In 2012, the park reportedly closed because it was in breach of the Australian Wildlife Act.
The Australian Wildlife Wonderland park in Bass, Victoria, has been sitting abandoned since 2012. An urban explorer named Luke McPherson grew up visiting the popular park as a little boy, so he was fascinated at the thought of making his way into the ruins, not knowing what he’d find behind the gates.
Luke uploaded the video you’ll see here to YouTube back in November 2018, but the clip has resurfaced and is going viral because of something he found inside one of the many rooms left to rot in a state of decay.
Shortly upon entering the abandoned park, Luke stumbled upon an incredible sight. Floating in a huge tank filled with murky water and green formaldehyde was Rosie — a taxidermied 16.5-foot great white shark.
Rosie was captured in 1998 in the tuna fishing nets of South Australia. Her body was supposed to be kept at the Wonderland park on a temporary basis, but she ended up there permanently instead. She was preserved in chemicals that would allow her to be on public display in museums and wildlife centers, but because she was not gutted like in most taxidermy, Luke says her body was completely solid and in near-perfect condition.

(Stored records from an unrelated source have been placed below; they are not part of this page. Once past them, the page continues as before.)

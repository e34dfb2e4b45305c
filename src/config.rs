//! Client configuration.
//!
//! [`ClientConfig`] carries the API token and, optionally, a caller-owned
//! [`reqwest::Client`]. When no transport is injected the client builds its
//! own on first use from the transport settings held here.
//!
//! The token is stored as a sensitive [`HeaderValue`] so it is validated
//! once at construction and never shows up in `Debug` output.

use crate::error::KsefPdfError;
use reqwest::header::HeaderValue;
use std::fmt;
use std::time::Duration;

/// Configuration for a [`crate::KsefPdfClient`].
///
/// # Example
/// ```rust
/// use ksef_pdf_client::ClientConfig;
/// use std::time::Duration;
///
/// let config = ClientConfig::builder("my-api-token")
///     .request_timeout(Duration::from_secs(30))
///     .build()
///     .unwrap();
/// assert!(config.http_client().is_none());
/// ```
#[derive(Clone)]
pub struct ClientConfig {
    /// Value of the `x-api-token` header sent with every request.
    pub(crate) api_token: HeaderValue,

    /// Caller-supplied transport. When `None` the client creates its own.
    pub(crate) http_client: Option<reqwest::Client>,

    /// Per-request timeout. Default: none.
    ///
    /// Applied to every request, including those sent through an injected
    /// transport. Expiry surfaces as [`KsefPdfError::Transport`].
    pub(crate) request_timeout: Option<Duration>,

    /// TCP connect timeout for the client-built transport. Default: none.
    pub(crate) connect_timeout: Option<Duration>,

    /// `User-Agent` for the client-built transport.
    pub(crate) user_agent: String,
}

impl fmt::Debug for ClientConfig {
    fn fmt(&self, f: &mut fmt::Formatter<'_>) -> fmt::Result {
        f.debug_struct("ClientConfig")
            .field("api_token", &"<redacted>")
            .field("http_client", &self.http_client.as_ref().map(|_| "<injected>"))
            .field("request_timeout", &self.request_timeout)
            .field("connect_timeout", &self.connect_timeout)
            .field("user_agent", &self.user_agent)
            .finish()
    }
}

impl ClientConfig {
    /// Create a new builder for `ClientConfig`.
    ///
    /// [`ClientConfigBuilder::build`] is the only way to obtain a
    /// `ClientConfig`, so every config holds a validated token.
    pub fn builder(api_token: impl Into<String>) -> ClientConfigBuilder {
        ClientConfigBuilder {
            api_token: api_token.into(),
            http_client: None,
            request_timeout: None,
            connect_timeout: None,
            user_agent: default_user_agent(),
        }
    }

    pub fn http_client(&self) -> Option<&reqwest::Client> {
        self.http_client.as_ref()
    }

    pub fn request_timeout(&self) -> Option<Duration> {
        self.request_timeout
    }

    pub fn connect_timeout(&self) -> Option<Duration> {
        self.connect_timeout
    }

    pub fn user_agent(&self) -> &str {
        &self.user_agent
    }

    /// Build the transport used when none was injected.
    pub(crate) fn build_http_client(&self) -> Result<reqwest::Client, reqwest::Error> {
        let mut builder = reqwest::Client::builder().user_agent(self.user_agent.clone());
        if let Some(t) = self.connect_timeout {
            builder = builder.connect_timeout(t);
        }
        builder.build()
    }
}

fn default_user_agent() -> String {
    format!("{}/{}", env!("CARGO_PKG_NAME"), env!("CARGO_PKG_VERSION"))
}

/// Builder for [`ClientConfig`].
pub struct ClientConfigBuilder {
    api_token: String,
    http_client: Option<reqwest::Client>,
    request_timeout: Option<Duration>,
    connect_timeout: Option<Duration>,
    user_agent: String,
}

impl fmt::Debug for ClientConfigBuilder {
    fn fmt(&self, f: &mut fmt::Formatter<'_>) -> fmt::Result {
        f.debug_struct("ClientConfigBuilder")
            .field("api_token", &"<redacted>")
            .field("http_client", &self.http_client.as_ref().map(|_| "<injected>"))
            .field("request_timeout", &self.request_timeout)
            .field("connect_timeout", &self.connect_timeout)
            .field("user_agent", &self.user_agent)
            .finish()
    }
}

impl ClientConfigBuilder {
    pub fn http_client(mut self, client: reqwest::Client) -> Self {
        self.http_client = Some(client);
        self
    }

    pub fn request_timeout(mut self, timeout: Duration) -> Self {
        self.request_timeout = Some(timeout);
        self
    }

    pub fn connect_timeout(mut self, timeout: Duration) -> Self {
        self.connect_timeout = Some(timeout);
        self
    }

    pub fn user_agent(mut self, ua: impl Into<String>) -> Self {
        self.user_agent = ua.into();
        self
    }

    /// Build the configuration, validating the token.
    pub fn build(self) -> Result<ClientConfig, KsefPdfError> {
        if self.api_token.trim().is_empty() {
            return Err(KsefPdfError::blank("api_token"));
        }
        let mut api_token =
            HeaderValue::from_str(&self.api_token).map_err(|_| KsefPdfError::InvalidArgument {
                field: "api_token",
                reason: "value contains characters not allowed in an HTTP header",
            })?;
        api_token.set_sensitive(true);

        Ok(ClientConfig {
            api_token,
            http_client: self.http_client,
            request_timeout: self.request_timeout,
            connect_timeout: self.connect_timeout,
            user_agent: self.user_agent,
        })
    }
}

#[cfg(test)]
mod tests {
    use super::*;

    #[test]
    fn blank_token_is_rejected() {
        for token in ["", "   ", "\t\n"] {
            let err = ClientConfig::builder(token).build().unwrap_err();
            assert!(
                matches!(
                    err,
                    KsefPdfError::InvalidArgument {
                        field: "api_token",
                        ..
                    }
                ),
                "token {token:?}: {err:?}"
            );
        }
    }

    #[test]
    fn token_with_newline_is_rejected() {
        let err = ClientConfig::builder("abc\r\nx-evil: 1").build().unwrap_err();
        assert!(err.to_string().contains("HTTP header"), "got: {err}");
    }

    #[test]
    fn debug_redacts_token() {
        let config = ClientConfig::builder("super-secret-token").build().unwrap();
        let dbg = format!("{config:?}");
        assert!(!dbg.contains("super-secret-token"), "got: {dbg}");
        assert!(dbg.contains("<redacted>"));
        assert!(config.api_token.is_sensitive());

        let builder = ClientConfig::builder("super-secret-token");
        assert!(!format!("{builder:?}").contains("super-secret-token"));
    }

    #[test]
    fn builder_defaults() {
        let config = ClientConfig::builder("t").build().unwrap();
        assert!(config.http_client().is_none());
        assert_eq!(config.request_timeout(), None);
        assert_eq!(config.connect_timeout(), None);
        assert!(config.user_agent().starts_with("ksef-pdf-client/"));
    }

    #[test]
    fn builder_setters() {
        let config = ClientConfig::builder("t")
            .http_client(reqwest::Client::new())
            .request_timeout(Duration::from_secs(5))
            .connect_timeout(Duration::from_secs(2))
            .user_agent("acme/1.0")
            .build()
            .unwrap();
        assert!(config.http_client().is_some());
        assert_eq!(config.request_timeout(), Some(Duration::from_secs(5)));
        assert_eq!(config.connect_timeout(), Some(Duration::from_secs(2)));
        assert_eq!(config.user_agent(), "acme/1.0");
    }
}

In 2012, the park reportedly closed because it was in breach of the Australian Wildlife Act. The live animals were surrendered to the Royal Society for the Prevention of Cruelty to Animals, while Rosie was left there to eerily float motionless in her tank for years. “Due to vandals, the tank is now smashed and Rosie is no longer fully submerged,” Luke says.
“I really want to help fund some money so that shark can be moved to a better location and be preserved and protected,” one YouTube commenter writes. “It’s amazing, the park itself, and the people who made it.”
Ripley’s Believe It or Not writes, “If no one comes to preserve the shark, more liquid will evaporate, her condition will worsen, and she will most likely be destroyed.”